───── RECORDS FOR THIS TASK

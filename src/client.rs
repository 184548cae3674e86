// Booking API client: turns payloads into POST /booking calls and HTTP answers into typed results.
// No local validation and no retries; every call reaches the service exactly once.

use crate::booking::{BookingPayload, BookingResponse};
use crate::config::ClientConfig;
use crate::transport::{HttpRequest, HttpTransport, ReqwestTransport};
use bytes::Bytes;
use serde_json::Value;
use std::sync::atomic::{AtomicUsize, Ordering};
use thiserror::Error;
use tracing::{debug, info, warn};

#[derive(Error, Debug, Clone, PartialEq)]
pub enum ApiError {
    // Any non-2xx answer from the service
    #[error("HTTP error {status_code}: {message}")]
    RemoteRequestFailure { status_code: u16, message: String },

    #[error("Network error: {0}")]
    Network(String),

    #[error("Request timeout after {0}ms")]
    Timeout(u64),

    #[error("Serialization error: {0}")]
    Serialization(String),

    #[error("Decode error: {0}")]
    Decode(String),
}

impl ApiError {
    pub fn status_code(&self) -> Option<u16> {
        match self {
            ApiError::RemoteRequestFailure { status_code, .. } => Some(*status_code),
            _ => None,
        }
    }
}

#[derive(Error, Debug)]
pub enum ClientError {
    #[error("Configuration error: {0}")]
    ConfigError(String),

    #[error("Initialization error: {0}")]
    InitError(String),
}

#[derive(Debug, Default, Clone, PartialEq, Eq)]
pub struct ClientStats {
    pub requests_sent: usize,
    pub requests_succeeded: usize,
    // non-2xx answers and transport failures
    pub requests_failed: usize,
}

#[derive(Debug, Default)]
struct StatsCounters {
    sent: AtomicUsize,
    succeeded: AtomicUsize,
    failed: AtomicUsize,
}

pub struct BookingClient<T> {
    config: ClientConfig,
    endpoint: String,
    transport: T,
    stats: StatsCounters,
}

impl BookingClient<ReqwestTransport> {
    // Client talking to a real service over the network
    pub fn connect(config: ClientConfig) -> Result<Self, ClientError> {
        config.validate()?;
        let transport = ReqwestTransport::new(&config)?;
        Self::new(config, transport)
    }
}

impl<T: HttpTransport> BookingClient<T> {
    pub fn new(config: ClientConfig, transport: T) -> Result<Self, ClientError> {
        config.validate()?;
        Ok(Self {
            endpoint: config.booking_url(),
            config,
            transport,
            stats: StatsCounters::default(),
        })
    }

    pub fn config(&self) -> &ClientConfig {
        &self.config
    }

    pub fn endpoint(&self) -> &str {
        &self.endpoint
    }

    pub fn transport(&self) -> &T {
        &self.transport
    }

    /// Creates a booking and decodes the service's answer.
    ///
    /// The payload is sent verbatim. A non-success status becomes
    /// [`ApiError::RemoteRequestFailure`] carrying the status and the body text.
    pub async fn create_booking(
        &self,
        payload: &BookingPayload,
    ) -> Result<BookingResponse, ApiError> {
        let body = self.execute(payload).await?;
        let created: BookingResponse =
            serde_json::from_slice(&body).map_err(|e| ApiError::Decode(e.to_string()))?;

        info!(bookingid = created.bookingid, "booking created");
        Ok(created)
    }

    // Same call as create_booking, returning the JSON body untouched
    pub async fn create_booking_raw(&self, payload: &BookingPayload) -> Result<Value, ApiError> {
        let body = self.execute(payload).await?;
        serde_json::from_slice(&body).map_err(|e| ApiError::Decode(e.to_string()))
    }

    pub fn stats(&self) -> ClientStats {
        ClientStats {
            requests_sent: self.stats.sent.load(Ordering::Relaxed),
            requests_succeeded: self.stats.succeeded.load(Ordering::Relaxed),
            requests_failed: self.stats.failed.load(Ordering::Relaxed),
        }
    }

    async fn execute(&self, payload: &BookingPayload) -> Result<Bytes, ApiError> {
        let body = payload
            .to_json_bytes()
            .map_err(|e| ApiError::Serialization(e.to_string()))?;
        let request = HttpRequest::post_json(self.endpoint.as_str(), body);

        debug!(method = %request.method, url = %request.url, "sending create-booking request");
        self.stats.sent.fetch_add(1, Ordering::Relaxed);

        let response = match self.transport.send(request).await {
            Ok(response) => response,
            Err(e) => {
                warn!(error = %e, "create-booking request did not complete");
                self.stats.failed.fetch_add(1, Ordering::Relaxed);
                return Err(e);
            }
        };

        if !response.is_success() {
            let message = response.text();
            warn!(status = response.status, %message, "booking service rejected request");
            self.stats.failed.fetch_add(1, Ordering::Relaxed);
            return Err(ApiError::RemoteRequestFailure {
                status_code: response.status,
                message,
            });
        }

        self.stats.succeeded.fetch_add(1, Ordering::Relaxed);
        Ok(response.body)
    }
}

#[cfg(test)]
mod tests {
    use super::*;
    use crate::booking::{BookingDates, BookingRequest};
    use crate::mock_server::StubTransport;
    use crate::transport::HttpMethod;
    use serde_json::json;

    fn sample_payload() -> BookingPayload {
        BookingPayload::from(BookingRequest {
            firstname: "Ivan".to_string(),
            lastname: "Ivanov".to_string(),
            totalprice: 150,
            depositpaid: true,
            bookingdates: BookingDates::new("2025-02-01", "2025-02-10"),
            additionalneeds: Some("Dinner".to_string()),
        })
    }

    fn created_body(bookingid: i64) -> String {
        json!({
            "bookingid": bookingid,
            "booking": {
                "firstname": "Ivan",
                "lastname": "Ivanov",
                "totalprice": 150,
                "depositpaid": true,
                "bookingdates": {"checkin": "2025-02-01", "checkout": "2025-02-10"},
                "additionalneeds": "Dinner"
            }
        })
        .to_string()
    }

    fn client_with(stub: StubTransport) -> BookingClient<StubTransport> {
        BookingClient::new(ClientConfig::new("http://localhost:3001"), stub).unwrap()
    }

    #[tokio::test]
    async fn test_create_booking_decodes_success() {
        let client = client_with(StubTransport::responding(200, created_body(42)));

        let response = client.create_booking(&sample_payload()).await.unwrap();
        assert_eq!(response.bookingid, 42);
        assert_eq!(response.booking.firstname, "Ivan");
        assert_eq!(response.booking.totalprice, Some(150));
        assert_eq!(response.booking.additionalneeds.as_deref(), Some("Dinner"));
    }

    #[tokio::test]
    async fn test_create_booking_sends_single_json_post() {
        let client = client_with(StubTransport::responding(200, created_body(1)));
        let payload = sample_payload();

        client.create_booking(&payload).await.unwrap();

        let requests = client.transport().requests();
        assert_eq!(requests.len(), 1);

        let request = &requests[0];
        assert_eq!(request.method, HttpMethod::Post);
        assert_eq!(request.url, "http://localhost:3001/booking");
        assert_eq!(request.header("Content-Type"), Some("application/json"));

        let sent: Value = serde_json::from_slice(&request.body).unwrap();
        assert_eq!(sent, Value::Object(payload.as_map().clone()));
    }

    #[tokio::test]
    async fn test_non_success_status_becomes_remote_failure() {
        let client = client_with(StubTransport::failing(500, "Missing required field: firstname"));

        let error = client
            .create_booking(&sample_payload().without("firstname"))
            .await
            .unwrap_err();

        assert_eq!(
            error,
            ApiError::RemoteRequestFailure {
                status_code: 500,
                message: "Missing required field: firstname".to_string(),
            }
        );
        assert_eq!(error.status_code(), Some(500));
        assert_eq!(error.to_string(), "HTTP error 500: Missing required field: firstname");
    }

    #[tokio::test]
    async fn test_client_errors_are_not_retried() {
        let client = client_with(StubTransport::failing(418, "I'm a Teapot"));

        let result = client.create_booking(&sample_payload()).await;
        assert!(result.is_err());
        assert_eq!(client.transport().request_count(), 1);
    }

    #[tokio::test]
    async fn test_undecodable_success_body_is_decode_error() {
        let client = client_with(StubTransport::responding(200, "Created"));

        match client.create_booking(&sample_payload()).await {
            Err(ApiError::Decode(_)) => {}
            other => panic!("Expected Decode error, got {:?}", other),
        }
    }

    #[tokio::test]
    async fn test_transport_error_is_propagated() {
        let client = client_with(StubTransport::erroring(ApiError::Network(
            "connection refused".to_string(),
        )));

        let error = client.create_booking(&sample_payload()).await.unwrap_err();
        assert_eq!(error, ApiError::Network("connection refused".to_string()));
        assert_eq!(error.status_code(), None);
    }

    #[tokio::test]
    async fn test_raw_response_keeps_body_untouched() {
        let client = client_with(StubTransport::responding(200, created_body(5)));

        let raw = client.create_booking_raw(&sample_payload()).await.unwrap();
        assert_eq!(raw["bookingid"], json!(5));
        assert_eq!(raw["booking"]["bookingdates"]["checkout"], json!("2025-02-10"));
    }

    #[tokio::test]
    async fn test_stats_track_outcomes() {
        let ok_client = client_with(StubTransport::responding(200, created_body(3)));
        ok_client.create_booking(&sample_payload()).await.unwrap();
        ok_client.create_booking(&sample_payload()).await.unwrap();

        assert_eq!(
            ok_client.stats(),
            ClientStats {
                requests_sent: 2,
                requests_succeeded: 2,
                requests_failed: 0,
            }
        );

        let failing_client = client_with(StubTransport::failing(500, "Internal Server Error"));
        let _ = failing_client.create_booking(&sample_payload()).await;

        let stats = failing_client.stats();
        assert_eq!(stats.requests_sent, 1);
        assert_eq!(stats.requests_failed, 1);
    }

    #[test]
    fn test_new_rejects_invalid_config() {
        let result = BookingClient::new(
            ClientConfig::new("ftp://bookings"),
            StubTransport::responding(200, "{}"),
        );
        assert!(matches!(result, Err(ClientError::ConfigError(_))));
    }

    #[test]
    fn test_connect_builds_network_client() {
        let client = BookingClient::connect(ClientConfig::default()).unwrap();
        assert_eq!(client.endpoint(), "https://restful-booker.herokuapp.com/booking");
        assert_eq!(client.config().timeout_ms, 10_000);
    }
}
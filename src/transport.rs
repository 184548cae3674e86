// HTTP transport seam. The client only talks to the network through HttpTransport,
// so tests can substitute canned responses or an in-process service.

use crate::client::{ApiError, ClientError};
use crate::config::ClientConfig;
use async_trait::async_trait;
use bytes::Bytes;
use std::fmt;
use std::sync::Arc;
use std::time::Duration;

#[derive(Debug, Clone, Copy, PartialEq, Eq)]
pub enum HttpMethod {
    Get,
    Post,
    Put,
    Delete,
}

impl HttpMethod {
    pub fn as_str(&self) -> &'static str {
        match self {
            HttpMethod::Get => "GET",
            HttpMethod::Post => "POST",
            HttpMethod::Put => "PUT",
            HttpMethod::Delete => "DELETE",
        }
    }
}

impl fmt::Display for HttpMethod {
    fn fmt(&self, f: &mut fmt::Formatter<'_>) -> fmt::Result {
        f.write_str(self.as_str())
    }
}

#[derive(Debug, Clone)]
pub struct HttpRequest {
    pub method: HttpMethod,
    pub url: String,
    pub headers: Vec<(String, String)>,
    pub body: Bytes,
}

impl HttpRequest {
    pub fn post_json(url: impl Into<String>, body: impl Into<Bytes>) -> Self {
        Self {
            method: HttpMethod::Post,
            url: url.into(),
            headers: vec![
                ("Content-Type".to_string(), "application/json".to_string()),
                ("Accept".to_string(), "application/json".to_string()),
            ],
            body: body.into(),
        }
    }

    // Header names are case-insensitive
    pub fn header(&self, name: &str) -> Option<&str> {
        self.headers
            .iter()
            .find(|(key, _)| key.eq_ignore_ascii_case(name))
            .map(|(_, value)| value.as_str())
    }

    /// Path component of the URL, without scheme, authority or query.
    pub fn path(&self) -> &str {
        let after_scheme = match self.url.find("://") {
            Some(idx) => &self.url[idx + 3..],
            None => self.url.as_str(),
        };
        let path = match after_scheme.find('/') {
            Some(idx) => &after_scheme[idx..],
            None => "/",
        };
        match path.find(['?', '#']) {
            Some(idx) => &path[..idx],
            None => path,
        }
    }
}

#[derive(Debug, Clone, PartialEq)]
pub struct HttpResponse {
    pub status: u16,
    pub body: Bytes,
}

impl HttpResponse {
    pub fn new(status: u16, body: impl Into<Bytes>) -> Self {
        Self {
            status,
            body: body.into(),
        }
    }

    pub fn is_success(&self) -> bool {
        (200..300).contains(&self.status)
    }

    pub fn text(&self) -> String {
        String::from_utf8_lossy(&self.body).into_owned()
    }
}

/// Sends one request and returns whatever the server answered.
///
/// Non-success statuses are returned as regular responses; only failures to
/// exchange a request at all (connection refused, timeout) are errors.
#[async_trait]
pub trait HttpTransport: Send + Sync {
    async fn send(&self, request: HttpRequest) -> Result<HttpResponse, ApiError>;
}

#[async_trait]
impl<T: HttpTransport + ?Sized> HttpTransport for Arc<T> {
    async fn send(&self, request: HttpRequest) -> Result<HttpResponse, ApiError> {
        (**self).send(request).await
    }
}

#[async_trait]
impl<T: HttpTransport + ?Sized> HttpTransport for Box<T> {
    async fn send(&self, request: HttpRequest) -> Result<HttpResponse, ApiError> {
        (**self).send(request).await
    }
}

// Real network transport backed by a reqwest connection pool
pub struct ReqwestTransport {
    client: reqwest::Client,
    timeout_ms: u64,
}

impl ReqwestTransport {
    pub fn new(config: &ClientConfig) -> Result<Self, ClientError> {
        let client = reqwest::Client::builder()
            .timeout(Duration::from_millis(config.timeout_ms))
            .user_agent(config.user_agent.clone())
            .build()
            .map_err(|e| ClientError::InitError(e.to_string()))?;

        Ok(Self {
            client,
            timeout_ms: config.timeout_ms,
        })
    }

    fn map_error(&self, error: reqwest::Error) -> ApiError {
        if error.is_timeout() {
            ApiError::Timeout(self.timeout_ms)
        } else {
            ApiError::Network(error.to_string())
        }
    }
}

#[async_trait]
impl HttpTransport for ReqwestTransport {
    async fn send(&self, request: HttpRequest) -> Result<HttpResponse, ApiError> {
        let method = match request.method {
            HttpMethod::Get => reqwest::Method::GET,
            HttpMethod::Post => reqwest::Method::POST,
            HttpMethod::Put => reqwest::Method::PUT,
            HttpMethod::Delete => reqwest::Method::DELETE,
        };

        let mut builder = self.client.request(method, &request.url);
        for (name, value) in &request.headers {
            builder = builder.header(name.as_str(), value.as_str());
        }

        let response = builder
            .body(request.body)
            .send()
            .await
            .map_err(|e| self.map_error(e))?;

        let status = response.status().as_u16();
        let body = response.bytes().await.map_err(|e| self.map_error(e))?;

        Ok(HttpResponse { status, body })
    }
}
//! Normalized view of an authenticated user.

use crate::{Credentials, RawProfile};
use serde::{Deserialize, Serialize};
use std::collections::HashMap;

/// Read-only identity derived from a provider's profile payload and the
/// credentials obtained during the exchange. Accessors never fail; missing
/// data reads as the empty string.
pub trait User: Send + Sync {
    fn name(&self) -> String;

    fn nickname(&self) -> String;

    fn email(&self) -> String;

    fn avatar_url(&self) -> String;

    fn auth_code(&self) -> String;

    /// The profile payload exactly as received.
    fn data(&self) -> &RawProfile;

    /// Credentials keyed by provider name.
    fn provider_credentials(&self) -> &HashMap<String, Credentials>;

    /// Stable identifier assigned by `provider`, or `""` if the user never
    /// authenticated with it.
    fn id_for_provider(&self, provider: &str) -> String;

    fn public_data(&self) -> UserPublicData {
        UserPublicData {
            name: self.name(),
            nickname: self.nickname(),
            email: self.email(),
            avatar_url: self.avatar_url(),
            ids: self
                .provider_credentials()
                .keys()
                .map(|provider| (provider.clone(), self.id_for_provider(provider)))
                .collect(),
        }
    }
}

/// Serializable projection of a [`User`] without credentials.
#[derive(Debug, Clone, PartialEq, Eq, Serialize, Deserialize)]
pub struct UserPublicData {
    pub name: String,
    pub nickname: String,
    pub email: String,
    pub avatar_url: String,
    pub ids: HashMap<String, String>,
}
//! Caller-opaque data threaded through the authorize/callback round trip.

use crate::{IdentityError, IdentityResult};
use base64::{Engine, engine::general_purpose::URL_SAFE_NO_PAD};
use serde::{Deserialize, Serialize};
use serde_json::{Map, Value};

/// Round-trip state sent to the provider with the authorization request and
/// echoed back on the callback. Providers pass it through without looking
/// inside.
#[derive(Debug, Clone, Default, PartialEq, Serialize, Deserialize)]
#[serde(transparent)]
pub struct State(Map<String, Value>);

impl State {
    pub fn new() -> Self {
        Self::default()
    }

    pub fn with(mut self, key: impl Into<String>, value: impl Into<Value>) -> Self {
        self.0.insert(key.into(), value.into());
        self
    }

    pub fn get(&self, key: &str) -> Option<&Value> {
        self.0.get(key)
    }

    pub fn get_str_or_default(&self, key: &str, default: &str) -> String {
        self.0
            .get(key)
            .and_then(Value::as_str)
            .unwrap_or(default)
            .to_string()
    }

    /// URL-safe base64 of the JSON form, suitable for a `state` query parameter.
    pub fn encode(&self) -> IdentityResult<String> {
        let json = serde_json::to_vec(&self.0)?;
        Ok(URL_SAFE_NO_PAD.encode(json))
    }

    pub fn decode(param: &str) -> IdentityResult<Self> {
        let bytes = URL_SAFE_NO_PAD
            .decode(param)
            .map_err(|_| IdentityError::InvalidState)?;
        let map: Map<String, Value> =
            serde_json::from_slice(&bytes).map_err(|_| IdentityError::InvalidState)?;
        Ok(Self(map))
    }
}
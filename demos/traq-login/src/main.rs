use anyhow::{Context, Result, bail};
use axum::{
    Json, Router,
    extract::{Path, Query, State},
    response::{Html, Redirect},
    routing::get,
};
use ras_identity_core::{AuthOptions, CallbackParams, Provider, ProviderRegistry, UserPublicData};
use ras_identity_traq::TraqProvider;
use serde::{Deserialize, Serialize};
use std::sync::Arc;
use tracing::{error, info, warn};
use tracing_subscriber::EnvFilter;

/// Configuration for the traQ login demo
#[derive(Debug, Clone)]
pub struct AppConfig {
    pub traq_client_id: String,
    pub traq_client_secret: String,
    pub redirect_uri: String,
    pub server_host: String,
    pub server_port: u16,
}

impl AppConfig {
    pub fn from_env() -> Result<Self> {
        let traq_client_id = std::env::var("TRAQ_CLIENT_ID")
            .context("TRAQ_CLIENT_ID environment variable is required")?;
        let traq_client_secret = std::env::var("TRAQ_CLIENT_SECRET")
            .context("TRAQ_CLIENT_SECRET environment variable is required")?;

        if traq_client_id.is_empty() {
            bail!("TRAQ_CLIENT_ID must not be empty");
        }
        if traq_client_secret.is_empty() {
            bail!("TRAQ_CLIENT_SECRET must not be empty");
        }

        Ok(Self {
            traq_client_id,
            traq_client_secret,
            // Must match the redirect URL registered for the traQ client.
            redirect_uri: std::env::var("REDIRECT_URI")
                .unwrap_or_else(|_| "http://localhost:8000/auth/traq/callback".to_string()),
            server_host: std::env::var("SERVER_HOST").unwrap_or_else(|_| "0.0.0.0".to_string()),
            server_port: std::env::var("SERVER_PORT")
                .unwrap_or_else(|_| "8000".to_string())
                .parse()
                .context("SERVER_PORT must be a valid port number")?,
        })
    }
}

/// Application state shared across handlers
#[derive(Clone)]
pub struct AppState {
    pub providers: Arc<ProviderRegistry>,
}

/// Query parameters for the login route, e.g. `?scope=write,manage_bot`
#[derive(Debug, Deserialize)]
pub struct LoginQuery {
    scope: Option<String>,
}

/// Response returned once the callback completes
#[derive(Debug, Serialize)]
pub struct CallbackResponse {
    provider: String,
    after: String,
    user: UserPublicData,
}

async fn index_handler(State(state): State<AppState>) -> Html<String> {
    let links: String = state
        .providers
        .public_data()
        .into_iter()
        .map(|p| format!(r#"<li><a href="auth/{}/login">{}</a></li>"#, p.name, p.display))
        .collect();

    Html(format!(
        r#"
<html>
  <body>
    <h2>Log in with...</h2>
    <ul>{}</ul>
  </body>
</html>
        "#,
        links
    ))
}

/// Redirects the browser to the provider's authorization page
async fn login_handler(
    State(state): State<AppState>,
    Path(provider_name): Path<String>,
    Query(query): Query<LoginQuery>,
) -> Result<Redirect, String> {
    let provider = state
        .providers
        .get(&provider_name)
        .map_err(|e| e.to_string())?;

    let round_trip = ras_identity_core::State::new().with("after", "success");
    let options = query.scope.map(AuthOptions::with_scope);

    let auth_url = provider
        .begin_auth_url(Some(&round_trip), options.as_ref())
        .map_err(|e| format!("Failed to build authorization URL: {}", e))?;

    info!("Redirecting to {} for login", provider.display_name());
    Ok(Redirect::to(&auth_url))
}

/// Completes the exchange and returns the normalized user
async fn callback_handler(
    State(state): State<AppState>,
    Path(provider_name): Path<String>,
    Query(params): Query<CallbackParams>,
) -> Result<Json<CallbackResponse>, String> {
    let provider = state
        .providers
        .get(&provider_name)
        .map_err(|e| e.to_string())?;

    let creds = provider.complete_auth(&params).await.map_err(|e| {
        error!("OAuth2 callback for {} failed: {}", provider_name, e);
        e.to_string()
    })?;

    let user = provider.get_user(&creds).await.map_err(|e| {
        error!("Failed to load {} user: {}", provider_name, e);
        e.to_string()
    })?;

    let after = params
        .get("state")
        .and_then(|param| ras_identity_core::State::decode(param).ok())
        .map(|s| s.get_str_or_default("after", "error?e=No after parameter was set in the state"))
        .unwrap_or_else(|| "error?e=No state was returned".to_string());

    info!("{} logged in via {}", user.name(), provider.display_name());

    Ok(Json(CallbackResponse {
        provider: provider_name,
        after,
        user: user.public_data(),
    }))
}

async fn shutdown_signal() {
    if let Err(e) = tokio::signal::ctrl_c().await {
        error!("Failed to listen for shutdown signal: {}", e);
    }
    info!("Stopping the server...");
}

#[tokio::main]
async fn main() -> Result<()> {
    tracing_subscriber::fmt()
        .with_env_filter(
            EnvFilter::try_from_default_env().unwrap_or_else(|_| EnvFilter::new("info")),
        )
        .init();

    // Load environment variables from .env file if present
    let _ = dotenvy::dotenv();

    let config = AppConfig::from_env()?;
    info!("Starting traQ login demo server");

    let providers = ProviderRegistry::new().with_provider(TraqProvider::new(
        config.traq_client_id.clone(),
        config.traq_client_secret.clone(),
        config.redirect_uri.clone(),
    ));
    info!("Registered providers: {:?}", providers.names());

    let app = Router::new()
        .route("/", get(index_handler))
        .route("/auth/{provider}/login", get(login_handler))
        .route("/auth/{provider}/callback", get(callback_handler))
        .with_state(AppState {
            providers: Arc::new(providers),
        });

    let bind_addr = format!("{}:{}", config.server_host, config.server_port);
    let listener = tokio::net::TcpListener::bind(&bind_addr)
        .await
        .with_context(|| format!("Failed to bind to {}", bind_addr))?;

    info!("Server running on http://{}", bind_addr);
    info!("OAuth2 redirect URI: {}", config.redirect_uri);
    warn!(
        "This is an example application. Do not use in production without proper security review."
    );

    axum::serve(listener, app)
        .with_graceful_shutdown(shutdown_signal())
        .await
        .context("Server error")?;

    Ok(())
}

──────────

[PROMPT]
Give the number of lines in the records where the word "struct" occurs, and add nothing.

[YOUR RESPONSE]
12